Records for processing: Begin

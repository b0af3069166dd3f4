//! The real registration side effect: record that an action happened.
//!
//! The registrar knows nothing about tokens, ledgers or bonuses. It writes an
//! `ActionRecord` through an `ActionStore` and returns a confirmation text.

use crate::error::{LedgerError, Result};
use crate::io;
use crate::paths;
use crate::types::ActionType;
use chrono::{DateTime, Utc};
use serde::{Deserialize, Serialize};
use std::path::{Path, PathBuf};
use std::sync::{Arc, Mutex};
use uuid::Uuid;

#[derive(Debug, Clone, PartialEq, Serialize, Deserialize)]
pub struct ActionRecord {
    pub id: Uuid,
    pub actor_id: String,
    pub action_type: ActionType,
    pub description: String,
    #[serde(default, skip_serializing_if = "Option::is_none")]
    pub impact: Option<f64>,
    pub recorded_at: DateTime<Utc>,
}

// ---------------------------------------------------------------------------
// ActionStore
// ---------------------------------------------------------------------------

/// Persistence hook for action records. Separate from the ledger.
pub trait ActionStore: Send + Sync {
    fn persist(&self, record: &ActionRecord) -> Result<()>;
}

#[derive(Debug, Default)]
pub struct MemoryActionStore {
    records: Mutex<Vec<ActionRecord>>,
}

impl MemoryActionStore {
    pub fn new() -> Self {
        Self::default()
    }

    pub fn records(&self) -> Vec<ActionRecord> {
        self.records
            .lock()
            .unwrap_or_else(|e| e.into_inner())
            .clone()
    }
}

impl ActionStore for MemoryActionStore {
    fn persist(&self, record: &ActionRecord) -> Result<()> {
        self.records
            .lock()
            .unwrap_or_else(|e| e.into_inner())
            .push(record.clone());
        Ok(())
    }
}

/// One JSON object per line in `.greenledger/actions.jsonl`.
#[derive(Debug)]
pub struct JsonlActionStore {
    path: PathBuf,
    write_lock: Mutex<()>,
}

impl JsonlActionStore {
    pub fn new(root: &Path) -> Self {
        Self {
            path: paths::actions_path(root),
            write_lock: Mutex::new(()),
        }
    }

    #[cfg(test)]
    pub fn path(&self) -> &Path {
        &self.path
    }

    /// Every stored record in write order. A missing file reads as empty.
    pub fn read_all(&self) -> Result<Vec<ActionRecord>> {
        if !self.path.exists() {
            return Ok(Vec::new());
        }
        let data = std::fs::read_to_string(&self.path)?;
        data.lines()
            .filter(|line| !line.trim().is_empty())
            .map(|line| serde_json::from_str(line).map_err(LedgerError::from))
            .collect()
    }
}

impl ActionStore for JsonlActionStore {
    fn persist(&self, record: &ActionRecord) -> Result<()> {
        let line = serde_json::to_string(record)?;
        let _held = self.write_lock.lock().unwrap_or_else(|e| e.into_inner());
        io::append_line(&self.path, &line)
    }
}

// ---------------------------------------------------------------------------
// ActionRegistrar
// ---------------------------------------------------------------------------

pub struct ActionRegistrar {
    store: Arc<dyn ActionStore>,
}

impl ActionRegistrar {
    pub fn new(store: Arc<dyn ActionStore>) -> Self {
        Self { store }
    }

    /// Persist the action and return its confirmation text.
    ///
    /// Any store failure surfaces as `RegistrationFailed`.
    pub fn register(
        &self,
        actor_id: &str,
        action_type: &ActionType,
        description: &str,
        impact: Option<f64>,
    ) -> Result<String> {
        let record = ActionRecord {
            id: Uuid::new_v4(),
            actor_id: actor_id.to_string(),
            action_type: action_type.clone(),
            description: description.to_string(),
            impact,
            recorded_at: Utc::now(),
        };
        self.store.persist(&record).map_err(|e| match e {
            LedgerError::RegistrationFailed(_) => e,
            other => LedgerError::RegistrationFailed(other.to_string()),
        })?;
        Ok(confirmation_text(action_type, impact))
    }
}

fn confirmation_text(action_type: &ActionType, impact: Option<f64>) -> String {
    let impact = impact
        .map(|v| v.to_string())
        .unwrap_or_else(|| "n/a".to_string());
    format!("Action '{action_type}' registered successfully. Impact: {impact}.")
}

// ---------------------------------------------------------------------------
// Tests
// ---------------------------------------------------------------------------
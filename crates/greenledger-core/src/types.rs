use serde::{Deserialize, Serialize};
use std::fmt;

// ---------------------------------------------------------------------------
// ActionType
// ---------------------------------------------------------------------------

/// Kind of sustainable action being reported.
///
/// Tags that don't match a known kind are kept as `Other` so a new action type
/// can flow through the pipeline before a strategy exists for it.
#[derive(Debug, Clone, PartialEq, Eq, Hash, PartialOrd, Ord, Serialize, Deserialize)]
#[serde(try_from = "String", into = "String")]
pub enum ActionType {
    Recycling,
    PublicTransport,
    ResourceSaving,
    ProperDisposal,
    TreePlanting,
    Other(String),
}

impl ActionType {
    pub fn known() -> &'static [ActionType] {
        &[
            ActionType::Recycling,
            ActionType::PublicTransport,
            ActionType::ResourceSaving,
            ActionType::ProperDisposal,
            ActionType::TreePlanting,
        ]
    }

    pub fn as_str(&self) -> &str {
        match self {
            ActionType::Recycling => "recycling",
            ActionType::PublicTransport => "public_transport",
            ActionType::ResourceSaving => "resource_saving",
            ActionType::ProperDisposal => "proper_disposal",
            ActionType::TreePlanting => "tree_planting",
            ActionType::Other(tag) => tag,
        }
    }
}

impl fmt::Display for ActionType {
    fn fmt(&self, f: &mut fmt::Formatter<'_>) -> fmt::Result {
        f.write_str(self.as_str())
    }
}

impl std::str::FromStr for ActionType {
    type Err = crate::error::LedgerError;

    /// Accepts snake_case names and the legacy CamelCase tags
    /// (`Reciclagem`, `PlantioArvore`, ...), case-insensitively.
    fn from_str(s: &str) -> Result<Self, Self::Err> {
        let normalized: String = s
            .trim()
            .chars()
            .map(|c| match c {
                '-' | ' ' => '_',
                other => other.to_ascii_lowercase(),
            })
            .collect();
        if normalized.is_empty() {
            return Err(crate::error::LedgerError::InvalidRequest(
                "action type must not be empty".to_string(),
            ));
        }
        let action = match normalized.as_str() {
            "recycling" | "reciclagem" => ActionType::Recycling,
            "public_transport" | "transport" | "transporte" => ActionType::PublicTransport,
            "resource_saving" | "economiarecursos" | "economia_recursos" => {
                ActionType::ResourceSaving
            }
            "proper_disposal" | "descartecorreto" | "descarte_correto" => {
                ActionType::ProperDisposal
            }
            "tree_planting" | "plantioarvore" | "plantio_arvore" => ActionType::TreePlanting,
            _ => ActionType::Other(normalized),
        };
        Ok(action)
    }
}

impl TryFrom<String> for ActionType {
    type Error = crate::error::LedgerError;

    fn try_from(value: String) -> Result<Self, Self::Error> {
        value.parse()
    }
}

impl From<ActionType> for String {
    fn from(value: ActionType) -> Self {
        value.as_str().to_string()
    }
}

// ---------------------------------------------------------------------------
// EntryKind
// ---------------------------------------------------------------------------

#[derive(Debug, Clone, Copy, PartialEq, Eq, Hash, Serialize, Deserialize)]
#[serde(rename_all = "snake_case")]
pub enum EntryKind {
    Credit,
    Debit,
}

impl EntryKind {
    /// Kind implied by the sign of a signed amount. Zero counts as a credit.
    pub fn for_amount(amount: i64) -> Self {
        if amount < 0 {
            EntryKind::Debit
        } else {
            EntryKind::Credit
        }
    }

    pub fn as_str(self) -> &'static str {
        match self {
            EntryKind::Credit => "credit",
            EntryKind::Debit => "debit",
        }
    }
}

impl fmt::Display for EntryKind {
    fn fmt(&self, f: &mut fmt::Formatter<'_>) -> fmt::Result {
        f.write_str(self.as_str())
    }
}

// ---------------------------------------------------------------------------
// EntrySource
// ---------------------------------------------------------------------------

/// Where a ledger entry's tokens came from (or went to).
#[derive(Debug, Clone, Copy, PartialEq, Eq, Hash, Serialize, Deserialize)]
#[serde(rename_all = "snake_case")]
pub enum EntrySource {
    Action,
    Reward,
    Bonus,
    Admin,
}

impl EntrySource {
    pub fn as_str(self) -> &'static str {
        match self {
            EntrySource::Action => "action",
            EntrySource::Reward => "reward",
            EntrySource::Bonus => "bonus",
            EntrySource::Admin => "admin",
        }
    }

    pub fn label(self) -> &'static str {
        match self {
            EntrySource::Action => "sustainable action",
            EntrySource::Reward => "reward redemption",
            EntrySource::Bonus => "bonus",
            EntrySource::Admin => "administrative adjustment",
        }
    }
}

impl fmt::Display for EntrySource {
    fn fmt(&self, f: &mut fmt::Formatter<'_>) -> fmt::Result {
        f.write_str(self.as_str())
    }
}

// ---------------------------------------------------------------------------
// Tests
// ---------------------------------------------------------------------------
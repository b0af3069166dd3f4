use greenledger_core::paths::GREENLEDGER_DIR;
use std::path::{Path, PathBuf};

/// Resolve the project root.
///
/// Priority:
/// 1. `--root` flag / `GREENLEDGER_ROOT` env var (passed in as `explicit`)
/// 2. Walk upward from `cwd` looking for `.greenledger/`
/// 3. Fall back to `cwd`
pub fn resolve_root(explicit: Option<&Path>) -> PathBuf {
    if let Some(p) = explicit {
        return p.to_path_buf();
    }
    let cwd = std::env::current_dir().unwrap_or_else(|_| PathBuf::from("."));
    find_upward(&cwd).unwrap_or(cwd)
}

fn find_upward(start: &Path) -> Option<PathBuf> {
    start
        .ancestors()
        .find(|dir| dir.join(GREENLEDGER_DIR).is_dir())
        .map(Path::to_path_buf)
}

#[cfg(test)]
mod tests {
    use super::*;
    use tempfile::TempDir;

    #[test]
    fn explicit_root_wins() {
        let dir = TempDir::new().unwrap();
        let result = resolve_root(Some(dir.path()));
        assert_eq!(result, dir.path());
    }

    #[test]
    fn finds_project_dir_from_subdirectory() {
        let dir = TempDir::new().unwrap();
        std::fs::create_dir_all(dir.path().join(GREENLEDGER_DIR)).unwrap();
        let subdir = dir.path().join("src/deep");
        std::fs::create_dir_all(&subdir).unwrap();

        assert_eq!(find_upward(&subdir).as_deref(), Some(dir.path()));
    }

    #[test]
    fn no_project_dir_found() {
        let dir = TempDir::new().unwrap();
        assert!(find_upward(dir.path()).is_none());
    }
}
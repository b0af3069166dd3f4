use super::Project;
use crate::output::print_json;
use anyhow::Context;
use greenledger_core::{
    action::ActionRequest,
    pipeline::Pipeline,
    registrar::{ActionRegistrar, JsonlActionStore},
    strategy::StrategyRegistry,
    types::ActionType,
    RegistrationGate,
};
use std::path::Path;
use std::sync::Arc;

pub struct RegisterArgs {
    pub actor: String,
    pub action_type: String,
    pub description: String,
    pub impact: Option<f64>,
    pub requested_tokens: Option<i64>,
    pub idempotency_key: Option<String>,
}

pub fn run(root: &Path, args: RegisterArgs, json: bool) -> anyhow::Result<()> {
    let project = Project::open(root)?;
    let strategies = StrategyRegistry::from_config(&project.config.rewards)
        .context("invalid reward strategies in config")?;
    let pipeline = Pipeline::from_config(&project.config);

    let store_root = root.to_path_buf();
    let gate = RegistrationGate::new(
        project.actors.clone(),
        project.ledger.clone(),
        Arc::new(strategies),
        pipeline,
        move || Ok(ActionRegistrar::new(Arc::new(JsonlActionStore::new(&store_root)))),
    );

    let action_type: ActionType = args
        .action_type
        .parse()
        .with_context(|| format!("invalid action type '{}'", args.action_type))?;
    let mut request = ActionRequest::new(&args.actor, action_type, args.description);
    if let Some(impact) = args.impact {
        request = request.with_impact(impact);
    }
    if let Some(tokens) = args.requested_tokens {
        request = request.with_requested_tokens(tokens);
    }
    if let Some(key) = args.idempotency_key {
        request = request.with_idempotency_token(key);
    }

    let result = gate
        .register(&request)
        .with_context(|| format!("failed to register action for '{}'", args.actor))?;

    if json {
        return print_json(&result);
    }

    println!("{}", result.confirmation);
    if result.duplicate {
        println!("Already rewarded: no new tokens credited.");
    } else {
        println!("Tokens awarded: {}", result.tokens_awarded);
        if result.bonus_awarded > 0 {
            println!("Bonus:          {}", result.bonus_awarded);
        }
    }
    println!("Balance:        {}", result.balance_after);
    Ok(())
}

Records for processing: End

**Task:**
If a line above contains the word "PublicTransport", list it.

**Answer area:**
    PublicTransport,
            ActionType::PublicTransport,
            ActionType::PublicTransport => "public_transport",
            "public_transport" | "transport" | "transporte" => ActionType::PublicTransport,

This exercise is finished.